Car Cannon

Have you ever wondered how those cars in action movies get launched in the air and explode?  They actually get shot out of a gigantic car cannon.  Yes it is true and extremely cool.  I wish I could give you more details but alas I am not part of the special effects department.  I am the person with a camera sent to capture this awesome event.  There is a scene in XMen 3 where the character, Magneto uses his metal controlling superpowers to toss cars off of the Golden Gate Bridge.  One may think that this would normally be a Computer Generated Image,  however, why miss such an opportunity to actually toss cars through the air!!!!

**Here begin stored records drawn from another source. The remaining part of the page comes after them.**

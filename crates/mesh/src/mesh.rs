use bytemuck::{Pod, Zeroable};
use glam::{Vec2, Vec3};
use terrastream_common::{LodLevel, TileCoord};

/// Interleaved vertex layout for GPU upload.
#[repr(C)]
#[derive(Debug, Copy, Clone, PartialEq, Pod, Zeroable)]
pub struct TerrainVertex {
    pub position: [f32; 3],
    pub normal: [f32; 3],
    pub uv: [f32; 2],
}

/// Renderable payload for one tile at one LOD.
///
/// Positions are relative to the tile origin (`coord * tile_size`); the
/// renderer applies that translation with no rotation or scale.
#[derive(Debug, Clone, PartialEq)]
pub struct TileMesh {
    pub coord: TileCoord,
    pub lod: LodLevel,
    /// Vertices per edge after decimation.
    pub resolution: usize,
    pub positions: Vec<Vec3>,
    pub normals: Vec<Vec3>,
    pub uvs: Vec<Vec2>,
    pub indices: Vec<u32>,
}

impl TileMesh {
    pub fn vertex_count(&self) -> usize {
        self.positions.len()
    }

    pub fn triangle_count(&self) -> usize {
        self.indices.len() / 3
    }

    /// Lowest and highest vertex heights.
    pub fn height_bounds(&self) -> (f32, f32) {
        self.positions
            .iter()
            .fold((f32::INFINITY, f32::NEG_INFINITY), |(lo, hi), p| {
                (lo.min(p.y), hi.max(p.y))
            })
    }

    /// Positions, normals and uvs zipped into the GPU vertex layout.
    pub fn interleaved(&self) -> Vec<TerrainVertex> {
        self.positions
            .iter()
            .zip(&self.normals)
            .zip(&self.uvs)
            .map(|((p, n), uv)| TerrainVertex {
                position: p.to_array(),
                normal: n.to_array(),
                uv: uv.to_array(),
            })
            .collect()
    }

    /// Index buffer as raw bytes, ready for an index buffer upload.
    pub fn index_bytes(&self) -> &[u8] {
        bytemuck::cast_slice(&self.indices)
    }
}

Now shooting cars out of a cannon is not a very precise science however they do the best they can.   We spent many hours setting up for this iconic shot and there were many different motion camera teams there to catch as many camera angles as possible.  I was the only still camera so I needed to do a lot of research during the 8 hour set up to make sure I had found the best angle.  Brave people from the stunt department surrounded each person who was working a camera to pull them out of harm's way should anything unpredictable happen.  After all this prep it was "showtime" and exploding cars were flying all around us.   Amidst the mayhem, stunt performers, playing innocent frightened bystanders on the bridge;  run for their lives literally just outside the predicted landing spots for the cars. I must admit I would have run in the other direction if there wasn't a large stunt guy squeezing the life out of me while he was supposed to be protecting me.  I eventually found my cool and stayed in place as the fast moving motor drive of my Nikon caught a variety of frames.  I love this particular frame because of the silhouette of the person running in the foreground.
It was a challenge to predict the exposure as I was not too sure in advance of how bright the fire would be in the exploding cars.  I chose an exposure based on the ambient light and took it down about a stop and a half to compensate for my assumed brightness from the fire.  I also chose a fast shutter speed of 200 to freeze the fast moving  cars and people.  My iso was 1000 and my lens was nice and wide at 18mm.  My aperture was wide open at 2.8.